Our conversation in virtual small groups during this webinar led to reflections on what resonated with us, what challenged us, and how we might become more comfortable with letting go to move forward, with understanding the need to explore, to try new things in order to make new discoveries, which ultimately means understanding we’re going to fail, and thus knowing we need to keep trying, keep moving forward. Some of us spoke to the new approaches in faith formation, the idea that when faced with adaptive problems, in order to move forward we must engage the people most affected by the changes. To come in to a community demanding change (top-down) without building a foundation, a vision, without sharing the problem, or getting buy-in for a solution, is to assure failure. Those most affected must be a part of any change, every step of the way.  


Leadership is different than management, says Bolsinger, and many of us are just managing our ministries: 

Leadership is not running good meetings, keeping good books, overseeing good programs and making good policies (as important as those are!). Management is a kind of stewardship. Management cares for what is. Leadership is focused on what can be or what must be.

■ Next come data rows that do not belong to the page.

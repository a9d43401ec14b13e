pub mod connection;
pub mod decoder;
pub mod rest;
pub mod transport;

pub use connection::{ConnectionManager, ConnectionState, LinkEvent};
pub use decoder::{DecoderStats, MessageDecoder};
pub use rest::{HttpMarketApi, MarketApi, DEFAULT_ANALYSIS_QUESTION};
pub use transport::{Connector, FrameSink, FrameStream, Transport, WsConnector};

Management is about keeping promises to a constituency; leadership is about an organization fulfilling its mission and realizing its reason for being. 

Church leaders today need to be adaptive leaders, ready to meet the needs of adaptive challenges, those that don’t just require technical solutions, those that do require us to make hard decisions, that “require us to learn and to change”. We need to move forward no matter how overwhelming the Continental Divide might look. And Bolsinger reminds us we need to focus on our own transformation, not just on the Divide. We need to look to what’s ahead and not what we’re leaving behind. “Focus continually on learning, not on what you’ve already mastered.” Lewis and Clark had to seek the input of those familiar with the geography, familiar with the landscape. We must do the same. 


I sought Bolsinger’s book immediately after the webinar because so much of what I heard in the webinar resonated with my experience. Here are just a few of the lessons I take away from this read:

  • The world in front of us is nothing like the world behind is.  
  • If we can adapt and adventure, we can thrive.  
  • Exploration teaches us to see the familiar through a new frame. 
  • Replacing our paradigms is both deeply painful and absolutely critical.  
  • Exploration requires us to become expert experimenters. 
  • In a Christendom world, speaking was leading; in a post-Christendom world, leading is multidimensional: apostolic, relational and adaptive. 
  • Leadership in the past meant coming up with solutions; today leadership is learning how to ask new questions we have been too scared, too busy or too proud to ask.

We are a conference of leaders, people who come together to be energized, nourished, resourced, empowered, and equipped, so that we might energize people toward their own transformation. In our catechetical, evangelization, and pastoral ministries, we all work toward that end – transformation. What new questions are you asking? What are you being called to let go of? These are questions I’ll be pondering in the coming weeks and months.

NCCL has made a lot of changes recently, beginning with our ends policies, one of which states “Members of NCCL will be aware of changing dynamics and landscapes in ministry.” To be aware is a first step; what comes next will define us. I believe our Board of Directors, our Representative Council, our forum leaders, project leaders, committee chairs, members and partners, have all experienced some of the change that is happening within the organization. There will be some growing pains, but if we are to thrive we have to figure out how we as a membership organization cross that great divide, how we energize “a community of people toward their own transformation in order to accomplish a shared mission in the face of a changing world.” In this kind of leadership everyone will be changed, says Bolsinger, especially the leader.